Die Letzte Generation will Aufmerksamkeit für die sehr realen Gefahren des Klimawandels, das ist aber halt für viele Leute zu abstrakt, auch wenn wir diese Gefahren jetzt schon sehr häufig beobachten können. Dann haben die Leute halt auch Angst, dass sie an ihrem 'hart erarbeiteten' Lebensstil etwas andern müssen - was ja auch zutrifft. Aber man will halt weiter konsumieren, Fleisch essen, Auto fahren, in Urlaub fliegen, und daher sind die Anliegen der LG unbequem. Da ist es vielen Leuten eben doch lieber, dass Steuergelder für Agrarsubventionen verbraten werden - es betrifft sie ja nicht direkt.

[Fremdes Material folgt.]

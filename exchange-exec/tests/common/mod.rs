//! Harness and fixtures shared by the runtime integration tests.

#![allow(dead_code)]

use std::sync::Arc;
use std::time::Duration;

use chrono::{TimeZone, Utc};
use rust_decimal::Decimal;
use rust_decimal_macros::dec;
use tokio::sync::mpsc::{self, UnboundedReceiver};

use exchange_domain::{
    CurrencyMethod, Estimate, ExchangeOffer, ExchangeOrder, InvoiceEstimate, MethodStatus,
    OfferBody, Provider,
};
use exchange_engine::Event;
use exchange_exec::{EffectRuntime, RuntimeConfig, RuntimeDeps, StubExchangeApi, StubWallet};
use exchange_store::MemoryStore;

pub const HOST: &str = "https://api.example.com";
pub const BTC_ID: &str = "bitcoin-mainnet:__native__";

pub struct Harness {
    pub api: Arc<StubExchangeApi>,
    pub wallet: Arc<StubWallet>,
    pub store: Arc<MemoryStore>,
    pub deps: RuntimeDeps,
    pub runtime: EffectRuntime,
    pub events: UnboundedReceiver<Event>,
}

impl Harness {
    pub fn new() -> Self {
        Self::with_config(RuntimeConfig::default())
    }

    pub fn with_config(config: RuntimeConfig) -> Self {
        let api = Arc::new(StubExchangeApi::new(HOST));
        let wallet = Arc::new(StubWallet::new());
        let store = Arc::new(MemoryStore::new());
        let deps = RuntimeDeps::new(api.clone(), wallet.clone(), store.clone());
        let (tx, events) = mpsc::unbounded_channel();
        let runtime = EffectRuntime::new(deps.clone(), config, tx);
        Self {
            api,
            wallet,
            store,
            deps,
            runtime,
            events,
        }
    }

    /// Next event, or `None` when nothing arrives within a minute of
    /// (possibly paused) time.
    pub async fn next_event(&mut self) -> Option<Event> {
        tokio::time::timeout(Duration::from_secs(60), self.events.recv())
            .await
            .ok()
            .flatten()
    }

    /// Let a minute of time pass and collect whatever was emitted.
    pub async fn drain(&mut self) -> Vec<Event> {
        tokio::time::sleep(Duration::from_secs(60)).await;
        let mut events = Vec::new();
        while let Ok(event) = self.events.try_recv() {
            events.push(event);
        }
        events
    }

    /// Give spawned handlers a chance to finish writes that emit nothing.
    pub async fn settle(&self) {
        for _ in 0..16 {
            tokio::task::yield_now().await;
        }
    }
}

pub fn body(amount: Decimal) -> OfferBody {
    OfferBody {
        country_code: "DE".to_string(),
        region_code: None,
        source_currency_code: "btc".to_string(),
        quote_currency_code: "eur".to_string(),
        source_currency_amount: amount,
        currency_id: BTC_ID.to_string(),
        test: false,
    }
}

pub fn offer(slug: &str) -> ExchangeOffer {
    let created_at = Utc.with_ymd_and_hms(2021, 3, 2, 10, 0, 0).unwrap();
    ExchangeOffer {
        offer_id: format!("offer-{slug}"),
        created_at,
        expires_at: created_at + chrono::Duration::minutes(5),
        quote_currency_method: CurrencyMethod::Sepa {
            status: MethodStatus::Ready,
        },
        source_currency_method: CurrencyMethod::Crypto {
            status: MethodStatus::Ready,
        },
        provider: Provider {
            name: slug.to_uppercase(),
            logo_url: None,
            slug: slug.to_string(),
            url: None,
        },
        delivery_estimate: None,
        limits: vec![],
        invoice_estimate: Some(InvoiceEstimate {
            fees: vec![],
            source_currency: Estimate {
                subtotal: dec!(0.99),
                fees: dec!(0.01),
                total: dec!(1),
            },
            quote_currency: Estimate {
                subtotal: dec!(45000),
                fees: Decimal::ZERO,
                total: dec!(45000),
            },
        }),
    }
}

/// A btc -> eth trade waiting for a receive and a refund address.
pub fn order_waiting_for_addresses() -> ExchangeOrder {
    serde_json::from_str(
        r#"{
            "url": "https://api.example.com/exchange/orders/ord_7",
            "order_id": "ord_7",
            "status": "initializing",
            "country_code": "DE",
            "provider": { "name": "Changelly", "slug": "changelly" },
            "created_at": "2021-03-02T10:00:00Z",
            "inputs": [{
                "type": "crypto_transfer",
                "crypto_transfer_status": "waiting_for_address",
                "media": "crypto",
                "amount": "0.5",
                "currency": { "code": "btc", "name": "Bitcoin", "currency_id": "bitcoin-mainnet:__native__", "type": "crypto", "decimals": 8 },
                "actions": [{ "type": "crypto_refund_address", "url": "https://api.example.com/exchange/orders/ord_7/refund" }]
            }],
            "outputs": [{
                "type": "crypto_transfer",
                "crypto_transfer_status": "waiting_for_address",
                "media": "crypto",
                "amount": "7.5",
                "currency": { "code": "eth", "name": "Ethereum", "currency_id": "ethereum-mainnet:__native__", "type": "crypto", "decimals": 18 },
                "actions": [{ "type": "crypto_receive_address", "url": "https://api.example.com/exchange/orders/ord_7/receive" }]
            }]
        }"#,
    )
    .unwrap()
}

/// Same order once the service has both addresses.
pub fn order_ready() -> ExchangeOrder {
    let mut order = order_waiting_for_addresses();
    order.status = exchange_domain::OrderStatus::Initialized;
    for input in &mut order.inputs {
        input.actions.clear();
        input.transfer = exchange_domain::InputTransfer::CryptoTransfer {
            status: exchange_domain::CryptoInputStatus::WaitingForPayment,
            send_to_address: Some("bc1qservice".to_string()),
            send_to_destination_tag: None,
            refund_address: Some("stub-address-bitcoin-mainnet:__native__".to_string()),
            transaction_id: None,
        };
    }
    for output in &mut order.outputs {
        output.actions.clear();
    }
    order
}
//! Orders and the actions the user or the app must complete on them.

use chrono::{DateTime, Utc};
use rust_decimal::Decimal;
use serde::{Deserialize, Serialize};

use crate::currency::ExchangeCurrency;
use crate::offer::Provider;

// =============================================================================
// Actions
// =============================================================================

/// What an order action asks for.
#[derive(Debug, Clone, Copy, PartialEq, Eq, Hash, Serialize, Deserialize)]
#[serde(rename_all = "snake_case")]
pub enum ActionType {
    /// The app must submit an address to receive crypto
    CryptoReceiveAddress,
    /// The app must submit an address for refunds
    CryptoRefundAddress,
    /// The user must send crypto
    CryptoSend,
    /// The user must complete a step in a browser
    Browser,
}

impl ActionType {
    /// Address actions are completed by the app without user involvement.
    pub fn is_address_action(&self) -> bool {
        matches!(
            self,
            ActionType::CryptoReceiveAddress | ActionType::CryptoRefundAddress
        )
    }
}

/// A step required to progress an order.
#[derive(Debug, Clone, PartialEq, Eq, Hash, Serialize, Deserialize)]
pub struct OrderAction {
    /// Kind of step
    #[serde(rename = "type")]
    pub action_type: ActionType,
    /// Url to open or to submit to
    pub url: String,
    /// Title shown to the user
    #[serde(default)]
    pub title: String,
    /// Message shown to the user
    #[serde(default)]
    pub message: String,
}

impl OrderAction {
    /// Create an action.
    pub fn new(action_type: ActionType, url: impl Into<String>) -> Self {
        Self {
            action_type,
            url: url.into(),
            title: String::new(),
            message: String::new(),
        }
    }
}

// =============================================================================
// Inputs / Outputs
// =============================================================================

/// Payment medium.
#[derive(Debug, Clone, Copy, PartialEq, Eq, Serialize, Deserialize)]
#[serde(rename_all = "lowercase")]
pub enum Media {
    /// On-chain transfer
    Crypto,
    /// ACH bank transfer
    Ach,
    /// Card payment
    Card,
    /// SEPA bank transfer
    Sepa,
}

impl Media {
    /// Upper-case name used in analytics.
    pub fn as_str(&self) -> &'static str {
        match self {
            Media::Crypto => "CRYPTO",
            Media::Ach => "ACH",
            Media::Card => "CARD",
            Media::Sepa => "SEPA",
        }
    }
}

/// Status of a crypto transfer into the provider.
#[derive(Debug, Clone, Copy, PartialEq, Eq, Serialize, Deserialize)]
#[serde(rename_all = "snake_case")]
pub enum CryptoInputStatus {
    /// Waiting for the user's payment
    WaitingForPayment,
    /// Payment seen, waiting for confirmations
    WaitingForConfirmation,
    /// Waiting for the app to submit an address
    WaitingForAddress,
    /// Refunded
    Refunded,
    /// Failed
    Failed,
    /// Complete
    Complete,
}

/// Status of a crypto transfer out of the provider.
#[derive(Debug, Clone, Copy, PartialEq, Eq, Serialize, Deserialize)]
#[serde(rename_all = "snake_case")]
pub enum CryptoOutputStatus {
    /// Waiting for the app to submit an address
    WaitingForAddress,
    /// Ready to be sent
    Ready,
    /// Failed
    Failed,
    /// Being sent
    Processing,
    /// Complete
    Complete,
}

/// Status of a fiat transfer.
#[derive(Debug, Clone, Copy, PartialEq, Eq, Serialize, Deserialize)]
#[serde(rename_all = "snake_case")]
pub enum FiatStatus {
    /// Waiting for payment
    WaitingForPayment,
    /// Waiting for the bank to authorize
    WaitingForAuthorization,
    /// Waiting for a payment medium
    WaitingForMedia,
    /// Ready
    Ready,
    /// Pending
    Pending,
    /// Failed
    Failed,
    /// Complete
    Complete,
}

/// Medium-specific part of an order input.
#[derive(Debug, Clone, PartialEq, Eq, Serialize, Deserialize)]
#[serde(tag = "type", rename_all = "snake_case")]
pub enum InputTransfer {
    /// Crypto sent by the user
    CryptoTransfer {
        /// Transfer status
        #[serde(rename = "crypto_transfer_status")]
        status: CryptoInputStatus,
        /// Address the user sends to
        #[serde(default)]
        send_to_address: Option<String>,
        /// Destination tag for networks that need one
        #[serde(default)]
        send_to_destination_tag: Option<String>,
        /// Refund address
        #[serde(default)]
        refund_address: Option<String>,
        /// Hash of the user's transaction
        #[serde(default)]
        transaction_id: Option<String>,
    },
    /// Card payment
    CardPayment,
    /// ACH payment
    Ach {
        /// Transfer status
        #[serde(rename = "ach_transfer_status")]
        status: FiatStatus,
    },
    /// SEPA payment
    Sepa,
}

/// What the user pays into an order.
#[derive(Debug, Clone, PartialEq, Eq, Serialize, Deserialize)]
pub struct ExchangeInput {
    /// Payment medium
    pub media: Media,
    /// Amount paid
    pub amount: Decimal,
    /// Currency paid
    pub currency: ExchangeCurrency,
    /// Pending steps
    #[serde(default)]
    pub actions: Vec<OrderAction>,
    /// Expiry of this input
    #[serde(default)]
    pub expires_at: Option<DateTime<Utc>>,
    /// Medium-specific details
    #[serde(flatten)]
    pub transfer: InputTransfer,
}

impl ExchangeInput {
    /// Whether this is a crypto transfer waiting for the app to submit an address.
    pub fn is_waiting_for_address(&self) -> bool {
        matches!(
            self.transfer,
            InputTransfer::CryptoTransfer {
                status: CryptoInputStatus::WaitingForAddress,
                ..
            }
        )
    }
}

/// Medium-specific part of an order output.
#[derive(Debug, Clone, PartialEq, Eq, Serialize, Deserialize)]
#[serde(tag = "type", rename_all = "snake_case")]
pub enum OutputTransfer {
    /// Crypto delivered to the user's wallet
    CryptoTransfer {
        /// Transfer status
        #[serde(rename = "crypto_transfer_status")]
        status: CryptoOutputStatus,
        /// Destination address
        #[serde(default)]
        send_to_address: Option<String>,
        /// Delivery transaction hash
        #[serde(default)]
        transaction_id: Option<String>,
    },
    /// Fiat delivered to a bank account
    Ach {
        /// Transfer status
        #[serde(rename = "ach_transfer_status")]
        status: FiatStatus,
    },
}

/// What the user receives from an order.
#[derive(Debug, Clone, PartialEq, Eq, Serialize, Deserialize)]
pub struct ExchangeOutput {
    /// Delivery medium
    pub media: Media,
    /// Amount delivered
    pub amount: Decimal,
    /// Currency delivered
    pub currency: ExchangeCurrency,
    /// Pending steps
    #[serde(default)]
    pub actions: Vec<OrderAction>,
    /// Expiry of this output
    #[serde(default)]
    pub expires_at: Option<DateTime<Utc>>,
    /// Medium-specific details
    #[serde(flatten)]
    pub transfer: OutputTransfer,
}

impl ExchangeOutput {
    /// Whether this is a crypto transfer waiting for the app to submit an address.
    pub fn is_waiting_for_address(&self) -> bool {
        matches!(
            self.transfer,
            OutputTransfer::CryptoTransfer {
                status: CryptoOutputStatus::WaitingForAddress,
                ..
            }
        )
    }
}

// =============================================================================
// Order
// =============================================================================

/// Lifecycle of an order.
#[derive(Debug, Clone, Copy, PartialEq, Eq, Serialize, Deserialize)]
#[serde(rename_all = "lowercase")]
pub enum OrderStatus {
    /// Created, steps still pending
    Initializing,
    /// All setup steps done
    Initialized,
    /// Terminal
    Finalized,
}

/// An order created from an accepted offer.
#[derive(Debug, Clone, PartialEq, Eq, Serialize, Deserialize)]
pub struct ExchangeOrder {
    /// Resource url
    pub url: String,
    /// Order identifier
    pub order_id: String,
    /// What the user pays
    pub inputs: Vec<ExchangeInput>,
    /// What the user receives
    pub outputs: Vec<ExchangeOutput>,
    /// Lifecycle status
    pub status: OrderStatus,
    /// Country of the order
    pub country_code: String,
    /// Region of the order
    #[serde(default)]
    pub region_code: Option<String>,
    /// Fulfilling provider
    pub provider: Provider,
    /// Test order
    #[serde(default)]
    pub test: bool,
    /// Creation time
    pub created_at: DateTime<Utc>,
    /// Expiry time
    #[serde(default)]
    pub expires_at: Option<DateTime<Utc>>,
}

impl ExchangeOrder {
    /// Whether the order reached its terminal status.
    pub fn is_finalized(&self) -> bool {
        self.status == OrderStatus::Finalized
    }

    /// Address actions the app must complete, outputs first.
    ///
    /// Only inputs/outputs that are crypto transfers waiting for an address
    /// contribute actions.
    pub fn pending_address_actions(&self) -> Vec<OrderAction> {
        let outputs = self
            .outputs
            .iter()
            .filter(|output| output.is_waiting_for_address())
            .flat_map(|output| output.actions.iter());
        let inputs = self
            .inputs
            .iter()
            .filter(|input| input.is_waiting_for_address())
            .flat_map(|input| input.actions.iter());

        outputs
            .chain(inputs)
            .filter(|action| action.action_type.is_address_action())
            .cloned()
            .collect()
    }

    /// First step the user must complete: browser steps on outputs, then
    /// browser or crypto-send steps on inputs.
    pub fn next_user_action(&self) -> Option<&OrderAction> {
        let output_action = self
            .outputs
            .iter()
            .flat_map(|output| output.actions.iter())
            .find(|action| action.action_type == ActionType::Browser);

        output_action.or_else(|| {
            self.inputs
                .iter()
                .flat_map(|input| input.actions.iter())
                .find(|action| {
                    matches!(
                        action.action_type,
                        ActionType::Browser | ActionType::CryptoSend
                    )
                })
        })
    }

    /// Currency the app receives into, taken from the first output.
    pub fn receive_currency(&self) -> Option<&ExchangeCurrency> {
        self.outputs.first().map(|output| &output.currency)
    }

    /// Currency refunds are returned in, taken from the first input.
    pub fn refund_currency(&self) -> Option<&ExchangeCurrency> {
        self.inputs.first().map(|input| &input.currency)
    }
}

#[cfg(test)]
mod tests {
    use super::*;

    const ORDER_JSON: &str = r#"{
        "url": "https://api.example.com/exchange/orders/ord_1",
        "order_id": "ord_1",
        "status": "initializing",
        "country_code": "US",
        "region_code": "NY",
        "provider": { "name": "Wyre", "slug": "wyre" },
        "created_at": "2021-03-02T10:00:00Z",
        "inputs": [{
            "type": "card_payment",
            "media": "card",
            "amount": "100",
            "currency": { "code": "usd", "name": "US Dollar", "currency_id": "usd", "type": "fiat", "decimals": 2 },
            "actions": [{ "type": "browser", "url": "https://pay.example.com", "title": "Pay", "message": "" }]
        }],
        "outputs": [{
            "type": "crypto_transfer",
            "media": "crypto",
            "amount": "0.002",
            "currency": { "code": "btc", "name": "Bitcoin", "currency_id": "bitcoin-mainnet:__native__", "type": "crypto", "decimals": 8 },
            "crypto_transfer_status": "waiting_for_address",
            "actions": [{ "type": "crypto_receive_address", "url": "https://api.example.com/exchange/orders/ord_1/address" }]
        }]
    }"#;

    #[test]
    fn test_order_decodes_tagged_inputs_and_outputs() {
        let order: ExchangeOrder = serde_json::from_str(ORDER_JSON).unwrap();

        assert_eq!(order.order_id, "ord_1");
        assert_eq!(order.inputs[0].transfer, InputTransfer::CardPayment);
        assert!(order.outputs[0].is_waiting_for_address());
        assert_eq!(order.receive_currency().unwrap().code, "btc");
    }

    #[test]
    fn test_pending_address_actions_only_from_waiting_transfers() {
        let order: ExchangeOrder = serde_json::from_str(ORDER_JSON).unwrap();
        let actions = order.pending_address_actions();

        assert_eq!(actions.len(), 1);
        assert_eq!(actions[0].action_type, ActionType::CryptoReceiveAddress);
    }

    #[test]
    fn test_next_user_action_falls_back_to_inputs() {
        let order: ExchangeOrder = serde_json::from_str(ORDER_JSON).unwrap();
        let action = order.next_user_action().unwrap();

        assert_eq!(action.action_type, ActionType::Browser);
        assert_eq!(action.url, "https://pay.example.com");
    }
}
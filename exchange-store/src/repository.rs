//! Key-value storage port.
//!
//! Preferences and the exchange data cache are both plain string entries
//! under fixed keys. Implementations can be in-memory, a JSON file, or a
//! host-provided bridge to platform preferences.

use async_trait::async_trait;

use crate::error::StoreResult;

/// String key-value storage
#[async_trait]
pub trait KeyValueStore: Send + Sync {
    /// Read the value stored under `key`
    async fn get(&self, key: &str) -> StoreResult<Option<String>>;

    /// Insert or replace the value under `key`
    async fn put(&self, key: &str, value: String) -> StoreResult<()>;

    /// Remove `key`; removing a missing key is not an error
    async fn remove(&self, key: &str) -> StoreResult<()>;

    /// Whether `key` holds a value
    async fn contains(&self, key: &str) -> StoreResult<bool> {
        Ok(self.get(key).await?.is_some())
    }

    /// Write `value` when present, remove the key otherwise
    async fn put_or_remove(&self, key: &str, value: Option<String>) -> StoreResult<()> {
        match value {
            Some(value) => self.put(key, value).await,
            None => self.remove(key).await,
        }
    }
}
//! Fixtures shared by the engine integration tests.

#![allow(dead_code)]

use chrono::{DateTime, TimeZone, Utc};
use rust_decimal::Decimal;
use rust_decimal_macros::dec;

use exchange_domain::{
    CurrencyMethod, Estimate, ExchangeCountry, ExchangeCurrency, ExchangeOffer, ExchangePair,
    InvoiceEstimate, Limit, LimitType, MethodStatus, OfferBody, OfferRequest, OfferRequestStatus,
    Provider,
};
use exchange_engine::{Effect, Mode, Model, State};

pub fn created_at() -> DateTime<Utc> {
    Utc.with_ymd_and_hms(2021, 3, 2, 10, 0, 0).unwrap()
}

pub fn usd() -> ExchangeCurrency {
    ExchangeCurrency::fiat("usd", "US Dollar", 2)
}

pub fn btc() -> ExchangeCurrency {
    ExchangeCurrency::crypto("btc", "Bitcoin", "bitcoin-mainnet:__native__", 8)
}

pub fn germany() -> ExchangeCountry {
    ExchangeCountry {
        code: "DE".to_string(),
        name: "Germany".to_string(),
        currency: usd(),
        regions: Vec::new(),
    }
}

/// Model in `OrderSetup` with usd <-> btc pairs at 50000.
pub fn order_setup(mode: Mode) -> Model {
    let mut model = Model::create(mode, false);
    model.currencies.insert("usd".to_string(), usd());
    model.currencies.insert("btc".to_string(), btc());
    model.pairs = vec![
        ExchangePair::new("usd", "btc", dec!(50000)),
        ExchangePair::new("btc", "usd", dec!(50000)),
    ];
    model.countries = vec![germany()];
    model.selected_country = Some(germany());
    model.selected_fiat_currency = Some(usd());
    let (source, quote) = match mode {
        Mode::Buy => ("usd", "btc"),
        Mode::Sell | Mode::Trade => ("btc", "usd"),
    };
    model.source_currency_code = Some(source.to_string());
    model.quote_currency_code = Some(quote.to_string());
    model.state = State::order_setup();
    model.api_host = "https://api.example.com".to_string();
    model
}

/// An offer from `slug`; `invoice` makes it valid for the requested amount.
pub fn offer(slug: &str, invoice: bool) -> ExchangeOffer {
    ExchangeOffer {
        offer_id: format!("offer-{slug}"),
        created_at: created_at(),
        expires_at: created_at() + chrono::Duration::minutes(5),
        quote_currency_method: CurrencyMethod::Crypto {
            status: MethodStatus::Ready,
        },
        source_currency_method: CurrencyMethod::Card {
            status: MethodStatus::Ready,
            description: None,
        },
        provider: Provider {
            name: slug.to_uppercase(),
            logo_url: None,
            slug: slug.to_string(),
            url: None,
        },
        delivery_estimate: None,
        limits: vec![
            Limit {
                name: "min".to_string(),
                limit_type: LimitType::SourceCurrencyMin,
                amount: dec!(50),
                consumed: None,
            },
            Limit {
                name: "max".to_string(),
                limit_type: LimitType::SourceCurrencyMax,
                amount: dec!(5000),
                consumed: None,
            },
        ],
        invoice_estimate: invoice.then(|| InvoiceEstimate {
            fees: Vec::new(),
            source_currency: Estimate {
                subtotal: dec!(95),
                fees: dec!(5),
                total: dec!(100),
            },
            quote_currency: Estimate {
                subtotal: dec!(0.0019),
                fees: Decimal::ZERO,
                total: dec!(0.0019),
            },
        }),
    }
}

pub fn offer_request(body: &OfferBody, offers: Vec<ExchangeOffer>, complete: bool) -> OfferRequest {
    OfferRequest {
        url: "https://api.example.com/exchange/offer-requests/req_1".to_string(),
        created_at: created_at(),
        status: if complete {
            OfferRequestStatus::Complete
        } else {
            OfferRequestStatus::Gathering
        },
        country_code: body.country_code.clone(),
        region_code: body.region_code.clone(),
        source_currency_code: body.source_currency_code.clone(),
        quote_currency_code: body.quote_currency_code.clone(),
        offers,
    }
}

/// Body of the last `RequestOffers` in `effects`.
pub fn requested_body(effects: &[Effect]) -> Option<OfferBody> {
    effects.iter().rev().find_map(|effect| match effect {
        Effect::RequestOffers { body, .. } => body.clone(),
        _ => None,
    })
}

[–] [email protected] 1 points 10 months ago

Die letzte Generation fordert konkret:

Ein bundesweites Tempolimit von 100 km/h
Die Wiedereinführung des 9-Euro-Tickets
Gründung eines Gesellschaftsrates zur Lösungsfindung für den schnellen Ausstieg aus fossilen Brennstoffen

Also ja, bisschen mehr als die "nichts andern" Forderung der Bauern, aber es ist jetzt auch nicht so als wollte die LG blockieren bis der Klimawandel beendet ist.